Your answer should hold all lines of the entries that include the word "nothing".

##### MATERIAL FOR THE TASK

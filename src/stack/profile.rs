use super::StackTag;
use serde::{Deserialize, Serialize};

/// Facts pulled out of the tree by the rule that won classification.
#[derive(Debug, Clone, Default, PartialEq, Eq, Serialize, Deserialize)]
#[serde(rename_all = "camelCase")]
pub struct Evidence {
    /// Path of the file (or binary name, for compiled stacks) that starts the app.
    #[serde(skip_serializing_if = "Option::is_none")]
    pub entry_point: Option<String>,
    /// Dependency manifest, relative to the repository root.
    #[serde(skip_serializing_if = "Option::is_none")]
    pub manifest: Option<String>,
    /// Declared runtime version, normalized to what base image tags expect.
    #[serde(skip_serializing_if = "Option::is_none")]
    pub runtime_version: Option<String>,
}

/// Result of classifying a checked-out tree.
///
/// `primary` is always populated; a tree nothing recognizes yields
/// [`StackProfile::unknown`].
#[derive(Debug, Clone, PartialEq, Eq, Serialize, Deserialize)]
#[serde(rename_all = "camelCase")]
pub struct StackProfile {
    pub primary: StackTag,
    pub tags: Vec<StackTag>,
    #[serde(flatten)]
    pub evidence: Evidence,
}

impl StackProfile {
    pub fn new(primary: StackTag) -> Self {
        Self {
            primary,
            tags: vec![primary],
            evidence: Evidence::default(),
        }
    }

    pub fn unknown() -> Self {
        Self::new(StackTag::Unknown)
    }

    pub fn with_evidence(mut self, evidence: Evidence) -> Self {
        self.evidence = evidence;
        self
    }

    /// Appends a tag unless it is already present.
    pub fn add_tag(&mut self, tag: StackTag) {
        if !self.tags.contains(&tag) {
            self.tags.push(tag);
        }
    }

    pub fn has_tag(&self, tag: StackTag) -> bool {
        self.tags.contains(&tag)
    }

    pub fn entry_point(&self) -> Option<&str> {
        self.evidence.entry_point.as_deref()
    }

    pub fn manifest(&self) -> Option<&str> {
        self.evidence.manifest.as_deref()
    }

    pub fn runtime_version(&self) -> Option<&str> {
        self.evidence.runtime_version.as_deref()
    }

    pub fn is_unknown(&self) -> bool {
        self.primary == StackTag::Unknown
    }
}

##########
##### MATERIAL FOR THE TASK

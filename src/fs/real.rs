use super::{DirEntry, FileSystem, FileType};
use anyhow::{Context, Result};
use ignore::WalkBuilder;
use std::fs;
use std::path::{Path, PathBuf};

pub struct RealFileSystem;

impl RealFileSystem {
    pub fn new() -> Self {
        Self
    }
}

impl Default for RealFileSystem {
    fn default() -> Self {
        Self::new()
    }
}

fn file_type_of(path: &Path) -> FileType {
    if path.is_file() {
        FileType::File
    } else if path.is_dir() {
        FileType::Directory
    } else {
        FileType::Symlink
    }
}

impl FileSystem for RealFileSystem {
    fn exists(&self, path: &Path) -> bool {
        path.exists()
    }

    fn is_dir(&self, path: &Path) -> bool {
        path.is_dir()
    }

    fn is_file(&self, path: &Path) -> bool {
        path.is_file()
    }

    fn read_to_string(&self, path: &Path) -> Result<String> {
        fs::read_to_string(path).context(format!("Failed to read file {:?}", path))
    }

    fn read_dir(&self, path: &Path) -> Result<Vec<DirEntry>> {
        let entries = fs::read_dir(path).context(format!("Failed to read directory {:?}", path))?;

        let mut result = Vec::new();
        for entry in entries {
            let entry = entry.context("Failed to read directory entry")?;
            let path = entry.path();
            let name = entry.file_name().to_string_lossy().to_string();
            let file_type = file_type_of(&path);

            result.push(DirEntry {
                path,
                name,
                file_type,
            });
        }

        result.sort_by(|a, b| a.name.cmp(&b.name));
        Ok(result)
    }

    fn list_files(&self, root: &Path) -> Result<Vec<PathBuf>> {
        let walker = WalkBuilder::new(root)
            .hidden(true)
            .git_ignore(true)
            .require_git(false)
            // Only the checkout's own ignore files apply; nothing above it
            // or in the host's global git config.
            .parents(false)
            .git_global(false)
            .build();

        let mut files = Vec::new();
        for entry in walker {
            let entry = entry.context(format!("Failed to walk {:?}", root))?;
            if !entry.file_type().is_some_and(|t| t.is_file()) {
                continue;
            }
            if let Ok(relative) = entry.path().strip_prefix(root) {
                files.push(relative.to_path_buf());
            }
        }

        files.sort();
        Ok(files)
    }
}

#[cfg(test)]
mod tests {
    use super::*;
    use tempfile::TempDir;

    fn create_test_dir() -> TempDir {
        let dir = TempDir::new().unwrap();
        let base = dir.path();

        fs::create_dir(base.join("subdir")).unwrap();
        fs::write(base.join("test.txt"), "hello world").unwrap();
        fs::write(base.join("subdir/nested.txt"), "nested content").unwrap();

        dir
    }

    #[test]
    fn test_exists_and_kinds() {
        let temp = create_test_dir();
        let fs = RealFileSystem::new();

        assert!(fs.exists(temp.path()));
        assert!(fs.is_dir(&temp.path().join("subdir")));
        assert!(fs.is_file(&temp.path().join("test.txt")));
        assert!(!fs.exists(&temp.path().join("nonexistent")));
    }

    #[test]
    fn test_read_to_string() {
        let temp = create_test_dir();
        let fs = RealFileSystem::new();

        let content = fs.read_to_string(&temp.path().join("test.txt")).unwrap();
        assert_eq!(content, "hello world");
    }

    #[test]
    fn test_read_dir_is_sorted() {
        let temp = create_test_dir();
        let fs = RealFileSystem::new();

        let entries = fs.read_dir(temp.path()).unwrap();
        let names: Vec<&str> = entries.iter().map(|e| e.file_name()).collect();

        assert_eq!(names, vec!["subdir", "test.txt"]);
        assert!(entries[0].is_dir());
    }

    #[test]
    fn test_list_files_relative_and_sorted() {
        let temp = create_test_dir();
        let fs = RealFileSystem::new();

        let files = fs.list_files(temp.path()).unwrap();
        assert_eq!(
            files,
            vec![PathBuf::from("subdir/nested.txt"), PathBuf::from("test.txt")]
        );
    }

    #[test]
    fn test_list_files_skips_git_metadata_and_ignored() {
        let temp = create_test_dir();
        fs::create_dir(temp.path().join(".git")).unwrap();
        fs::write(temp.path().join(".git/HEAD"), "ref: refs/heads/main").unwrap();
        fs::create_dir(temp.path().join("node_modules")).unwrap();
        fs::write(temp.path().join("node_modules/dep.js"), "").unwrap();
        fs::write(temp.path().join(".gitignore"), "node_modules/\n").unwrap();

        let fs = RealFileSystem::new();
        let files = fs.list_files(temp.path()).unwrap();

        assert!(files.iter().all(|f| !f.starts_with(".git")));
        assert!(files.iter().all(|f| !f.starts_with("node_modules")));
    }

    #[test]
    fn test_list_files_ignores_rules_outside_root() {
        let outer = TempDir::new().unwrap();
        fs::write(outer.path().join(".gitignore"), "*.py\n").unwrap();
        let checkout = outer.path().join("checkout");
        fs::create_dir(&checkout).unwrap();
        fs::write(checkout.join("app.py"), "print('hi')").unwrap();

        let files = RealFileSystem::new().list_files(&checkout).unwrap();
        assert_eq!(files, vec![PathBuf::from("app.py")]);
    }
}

##########

▸ **SOLUTION**:
/// `primary` is always populated; a tree nothing recognizes yields
            // Only the checkout's own ignore files apply; nothing above it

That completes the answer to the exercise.